*What the exercise asks*:
Please say how many lines below include the word "target", with nothing beyond the number.

(Beginning of Material shown)

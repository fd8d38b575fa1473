//! Labelled automata with a single initial and a single final state

use std::{
    borrow::Cow,
    collections::{BTreeMap, BTreeSet, VecDeque},
    fmt,
};

use hashbrown::HashSet;

use crate::{dot, free::Free};

/// Handle to a state of one particular [`Automaton`]
#[derive(Debug, Clone, Copy, PartialEq, Eq, PartialOrd, Ord, Hash)]
#[repr(transparent)]
pub struct StateId(u32);

impl fmt::Display for StateId {
    fn fmt(&self, f: &mut fmt::Formatter<'_>) -> fmt::Result { write!(f, "q{}", self.0) }
}

#[derive(Debug, Default, Clone)]
struct State {
    succ: BTreeMap<StateId, String>,
    pred: BTreeSet<StateId>,
}

/// A directed graph of states whose transitions carry regex-valued labels.
///
/// There is at most one transition per ordered pair of states; connecting
/// an already-connected pair replaces its label.
#[derive(Debug, Clone, Default)]
pub struct Automaton {
    states: BTreeMap<StateId, State>,
    initial: Option<StateId>,
    accept: Option<StateId>,
    free: Free<u32>,
}

impl Automaton {
    /// An empty automaton with no roles assigned
    #[inline]
    #[must_use]
    pub fn new() -> Self { Self::default() }

    /// Create a fresh state with no transitions and no role
    pub fn add_state(&mut self) -> StateId {
        let id = StateId(self.free.fresh());
        assert!(self.states.insert(id, State::default()).is_none());
        id
    }

    /// Delete a state together with every transition touching it.  Returns
    /// false if the state did not exist.
    pub fn remove_state(&mut self, id: StateId) -> bool {
        let Some(state) = self.states.remove(&id) else {
            return false;
        };

        for succ in state.succ.keys() {
            if let Some(s) = self.states.get_mut(succ) {
                s.pred.remove(&id);
            }
        }

        for pred in &state.pred {
            if let Some(p) = self.states.get_mut(pred) {
                p.succ.remove(&id);
            }
        }

        if self.initial == Some(id) {
            self.initial = None;
        }

        if self.accept == Some(id) {
            self.accept = None;
        }

        true
    }

    /// True if `id` is a state of this automaton
    #[inline]
    #[must_use]
    pub fn contains(&self, id: StateId) -> bool { self.states.contains_key(&id) }

    /// Number of states
    #[inline]
    #[must_use]
    pub fn len(&self) -> usize { self.states.len() }

    /// True if there are no states
    #[inline]
    #[must_use]
    pub fn is_empty(&self) -> bool { self.states.is_empty() }

    /// All states, oldest first
    #[inline]
    pub fn states(&self) -> impl Iterator<Item = StateId> + '_ { self.states.keys().copied() }

    /// The initial state, if assigned
    #[inline]
    #[must_use]
    pub fn initial(&self) -> Option<StateId> { self.initial }

    /// The final state, if assigned
    #[inline]
    #[must_use]
    pub fn final_state(&self) -> Option<StateId> { self.accept }

    /// True if `id` is the initial state
    #[inline]
    #[must_use]
    pub fn is_initial(&self, id: StateId) -> bool { self.initial == Some(id) }

    /// True if `id` is the final state
    #[inline]
    #[must_use]
    pub fn is_final(&self, id: StateId) -> bool { self.accept == Some(id) }

    /// Make `id` the initial state, or clear the role with `None`
    pub fn set_initial(&mut self, id: Option<StateId>) {
        assert!(id.is_none_or(|i| self.contains(i)), "No such state {id:?}");
        self.initial = id;
    }

    /// Make `id` the final state, or clear the role with `None`
    pub fn set_final(&mut self, id: Option<StateId>) {
        assert!(id.is_none_or(|i| self.contains(i)), "No such state {id:?}");
        self.accept = id;
    }

    /// Add a transition, returning the label it replaced if the pair was
    /// already connected
    pub fn connect(&mut self, from: StateId, to: StateId, label: impl Into<String>) -> Option<String> {
        assert!(self.contains(to), "No such state {to}");
        let old = self
            .states
            .get_mut(&from)
            .unwrap_or_else(|| panic!("No such state {from}"))
            .succ
            .insert(to, label.into());

        if let Some(t) = self.states.get_mut(&to) {
            t.pred.insert(from);
        }

        old
    }

    /// Remove the transition between two states, returning its label
    pub fn disconnect(&mut self, from: StateId, to: StateId) -> Option<String> {
        let label = self.states.get_mut(&from)?.succ.remove(&to)?;
        if let Some(t) = self.states.get_mut(&to) {
            t.pred.remove(&from);
        }
        Some(label)
    }

    /// Label of the transition from `from` to `to`, if there is one
    #[must_use]
    pub fn label(&self, from: StateId, to: StateId) -> Option<&str> {
        self.states.get(&from)?.succ.get(&to).map(String::as_str)
    }

    /// Outgoing transitions of `id` as `(target, label)`
    pub fn successors(&self, id: StateId) -> impl Iterator<Item = (StateId, &str)> + '_ {
        self.states
            .get(&id)
            .into_iter()
            .flat_map(|s| s.succ.iter().map(|(t, l)| (*t, l.as_str())))
    }

    /// Sources of the incoming transitions of `id`
    pub fn predecessors(&self, id: StateId) -> impl Iterator<Item = StateId> + '_ {
        self.states
            .get(&id)
            .into_iter()
            .flat_map(|s| s.pred.iter().copied())
    }

    /// Every transition as `(source, target, label)`
    pub fn transitions(&self) -> impl Iterator<Item = (StateId, StateId, &str)> + '_ {
        self.states
            .iter()
            .flat_map(|(f, s)| s.succ.iter().map(move |(t, l)| (*f, *t, l.as_str())))
    }

    /// Total number of transitions
    #[must_use]
    pub fn transition_count(&self) -> usize { self.states.values().map(|s| s.succ.len()).sum() }

    /// Fold `absorb` into `keep`: every transition of `absorb` is re-pointed
    /// to `keep` and `absorb` is deleted, handing its roles to `keep`.
    pub(crate) fn merge(&mut self, keep: StateId, absorb: StateId) {
        assert!(keep != absorb && self.contains(keep));

        let outgoing: Vec<_> = self
            .successors(absorb)
            .map(|(to, l)| (if to == absorb { keep } else { to }, l.to_owned()))
            .collect();
        let incoming: Vec<_> = self
            .predecessors(absorb)
            .filter(|&from| from != absorb)
            .filter_map(|from| Some((from, self.label(from, absorb)?.to_owned())))
            .collect();
        let roles = (self.is_initial(absorb), self.is_final(absorb));

        assert!(self.remove_state(absorb), "No such state {absorb}");

        for (to, label) in outgoing {
            self.connect(keep, to, label);
        }

        for (from, label) in incoming {
            self.connect(from, keep, label);
        }

        if roles.0 {
            self.initial = Some(keep);
        }

        if roles.1 {
            self.accept = Some(keep);
        }
    }

    /// True if both roles are assigned and every state is reachable from the
    /// initial state
    #[must_use]
    pub fn is_valid(&self) -> bool {
        let (Some(initial), Some(_)) = (self.initial, self.accept) else {
            return false;
        };

        let mut seen = HashSet::new();
        let mut queue = VecDeque::new();
        seen.insert(initial);
        queue.push_back(initial);

        while let Some(id) = queue.pop_front() {
            for (next, _) in self.successors(id) {
                if seen.insert(next) {
                    queue.push_back(next);
                }
            }
        }

        self.states.keys().all(|s| seen.contains(s))
    }

    /// Render as a Graphviz graph: the final state gets a double border and
    /// the initial state an arrow from nowhere
    #[must_use]
    pub fn dot(&self) -> dot::Graph<'_> {
        let mut graph = dot::Graph::new();
        graph.rank_dir("LR");

        for id in self.states() {
            let node = graph.node(id.to_string());
            node.label(id.to_string()).shape("circle");
            if self.is_final(id) {
                node.border_count("2");
            }
        }

        for (from, to, label) in self.transitions() {
            graph
                .edge(from.to_string(), to.to_string())
                .label(Cow::Borrowed(label));
        }

        if let Some(initial) = self.initial {
            graph.node("_start").style("invis").shape("point").label("");
            graph.edge("_start", initial.to_string());
        }

        graph
    }
}
//! Convert a regular expression to an automaton, then eliminate its states
//! one at a time until a single expression remains

#![deny(
    clippy::disallowed_methods,
    clippy::suspicious,
    clippy::style,
    clippy::clone_on_ref_ptr,
    missing_debug_implementations,
    missing_copy_implementations
)]
#![warn(clippy::pedantic, missing_docs)]
#![allow(clippy::module_name_repetitions)]

fn main() { entry::main(); }

mod entry {
    use anyhow::{Context, Result};
    use clap::Parser;
    use reconv::{Operator, op::registry, reduce};
    use tracing_subscriber::{filter::LevelFilter, prelude::*};

    #[derive(Debug, Parser)]
    #[command(version, author, about)]
    struct Opts {
        /// Print more verbose logs
        #[arg(short, long, action = clap::ArgAction::Count)]
        verbose: u8,

        /// Symbol for the STAR operator
        #[arg(long, env = "RECONV_STAR")]
        star: Option<char>,

        /// Symbol for the CONCATENATION operator
        #[arg(long, env = "RECONV_CONCAT")]
        concat: Option<char>,

        /// Symbol for the UNION operator
        #[arg(long, env = "RECONV_UNION")]
        union: Option<char>,

        /// Only print the resulting expression
        #[arg(short, long)]
        quiet: bool,

        /// Expression to convert
        expr: String,
    }

    #[inline]
    pub fn main() {
        let opts = Opts::parse();

        tracing_subscriber::registry()
            .with(
                tracing_subscriber::fmt::layer()
                    .with_writer(std::io::stderr)
                    .with_file(false)
                    .with_line_number(false),
            )
            .with(match (cfg!(debug_assertions), opts.verbose) {
                (false, 0) => LevelFilter::INFO,
                (false, 1) | (true, 0) => LevelFilter::DEBUG,
                _ => LevelFilter::TRACE,
            })
            .init();
        tracing::debug!("{opts:#?}");

        std::process::exit(run(opts).map_or_else(
            |e| {
                tracing::error!("{e:?}");
                1
            },
            |()| 0,
        ));
    }

    fn apply_symbols(overrides: [(Operator, Option<char>); 3]) -> Result<()> {
        for (op, sym) in overrides {
            if let Some(sym) = sym {
                registry::try_set_symbol(op, sym)
                    .with_context(|| format!("Error setting the {op} symbol"))?;
            }
        }

        Ok(())
    }

    #[inline]
    fn run(
        Opts {
            verbose: _,
            star,
            concat,
            union,
            quiet,
            expr,
        }: Opts,
    ) -> Result<()> {
        apply_symbols([
            (Operator::Star, star),
            (Operator::Concat, concat),
            (Operator::Union, union),
        ])?;
        let syms = registry::get();

        let expr = reconv::parse(&expr, &syms).context("Error parsing expression")?;
        let mut autom = reconv::build(&expr);
        tracing::info!(
            states = autom.len(),
            transitions = autom.transition_count(),
            "Automaton built"
        );

        let order: Vec<_> = autom
            .states()
            .filter(|&s| !autom.is_initial(s) && !autom.is_final(s))
            .collect();

        for state in order {
            let rewrites = reduce::reduce_state(&mut autom, state, &syms)
                .with_context(|| format!("Error eliminating {state}"))?;

            if !quiet {
                println!("eliminate {state}");
                for rewrite in rewrites {
                    println!("  {rewrite}");
                }
            }
        }

        let regex = reduce::final_regex(&autom, &syms).context("Error reading final expression")?;
        println!("{regex}");

        Ok(())
    }
}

(End of Material shown)

*Response to this exercise*:
2